The 2012 hurricane season in the Atlantic Ocean shook out to produce above-average storm activity, which marked the second consecutive year that the Mid-Atlantic and Northeast “suffered devastating impacts from a named storm,” according to the National Oceanic and Atmospheric Administration.
“This year proved that it’s wrong to think that only major hurricanes can ruin lives and impact local economies,” National Weather Service acting director Laura Furgione said in a report. “We are hopeful that after the 2012 hurricane season more families and businesses all along the Atlantic and Gulf coasts become more weather-ready by understanding the risks associated with living near the coastline.”
Nov. 30 marked the end of the Atlantic hurricane season, one that produced 19 named storms, of which 10 became hurricanes and one became a major hurricane.
The number of named storms is well above the average of 12. The number of hurricanes is also above the average of six, but the number of major hurricanes is below the average of three.

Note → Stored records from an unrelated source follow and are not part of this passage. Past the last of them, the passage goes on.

//! Travis CI webhook editor
//!
//! Travis has a first-class `notifications.webhooks` section, so the edit
//! is a structured merge: normalize whatever shape the section currently
//! has, append the URL if absent, and fire the webhook on every build
//! outcome. The merged document is re-serialized whole; `serde_yaml`'s
//! mapping keeps key order, comments are not preserved.

use serde_yaml::{Mapping, Value};

use super::{BuildSystem, Webhook, WebhookError};

const CONFIG_PATH: &str = ".travis.yml";

const TRIGGERS: [&str; 5] = [
    "on_cancel",
    "on_error",
    "on_start",
    "on_failure",
    "on_success",
];

/// Edits `.travis.yml`, adding the webhook to `notifications.webhooks`.
#[derive(Debug, Clone, Copy, Default)]
pub struct TravisWebhook;

impl Webhook for TravisWebhook {
    fn build_system(&self) -> BuildSystem {
        BuildSystem::Travis
    }

    fn config_paths(&self) -> &'static [&'static str] {
        &[CONFIG_PATH]
    }

    fn add_webhook(&self, content: &str, url: &str) -> Result<String, WebhookError> {
        let mut doc: Value =
            serde_yaml::from_str(content).map_err(|e| WebhookError::InvalidYaml {
                path: CONFIG_PATH,
                message: e.to_string(),
            })?;
        let Value::Mapping(root) = &mut doc else {
            return Err(WebhookError::InvalidYaml {
                path: CONFIG_PATH,
                message: "expected a mapping at the top level".to_string(),
            });
        };

        let mut notifications = match root.remove("notifications") {
            Some(Value::Mapping(m)) => m,
            _ => Mapping::new(),
        };
        merge_webhooks(&mut notifications, url);
        root.insert("notifications".into(), Value::Mapping(notifications));

        serde_yaml::to_string(&doc).map_err(|e| WebhookError::SerializeYaml {
            message: e.to_string(),
        })
    }
}

/// Normalizes `notifications.webhooks` to `{urls: [...], on_*: always}`
/// and appends `url` when it is not listed yet. Travis accepts a bare
/// string for `webhooks` and for `urls`; both shapes are folded into the
/// list form before merging.
fn merge_webhooks(notifications: &mut Mapping, url: &str) {
    let mut webhooks = match notifications.remove("webhooks") {
        Some(Value::Mapping(m)) => m,
        Some(Value::String(single)) => {
            let mut m = Mapping::new();
            m.insert("urls".into(), Value::Sequence(vec![Value::String(single)]));
            m
        }
        _ => Mapping::new(),
    };

    let mut urls = match webhooks.remove("urls") {
        Some(Value::Sequence(seq)) => seq,
        Some(Value::String(single)) => vec![Value::String(single)],
        _ => Vec::new(),
    };
    if !urls.iter().any(|u| u.as_str() == Some(url)) {
        urls.push(Value::String(url.to_string()));
    }
    webhooks.insert("urls".into(), Value::Sequence(urls));

    for trigger in TRIGGERS {
        webhooks.insert(trigger.into(), Value::String("always".to_string()));
    }
    notifications.insert("webhooks".into(), Value::Mapping(webhooks));
}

This season marked the second consecutive year that the Mid-Atlantic and Northeast suffered devastating effects from a named storm that was not a hurricane when it made landfall. Sandy, and Irene last year, caused fatalities, injuries and tremendous destruction from coastal storm surge, heavy rainfall, inland flooding and wind.
“Each storm carries a unique set of threats that can be deadly and destructive,” Furgione said in the report. “Mother Nature reminded us again this year of how important it is to be prepared and vigilant.”
NOAA will release its preseason outlook for the 2013 hurricane season in May.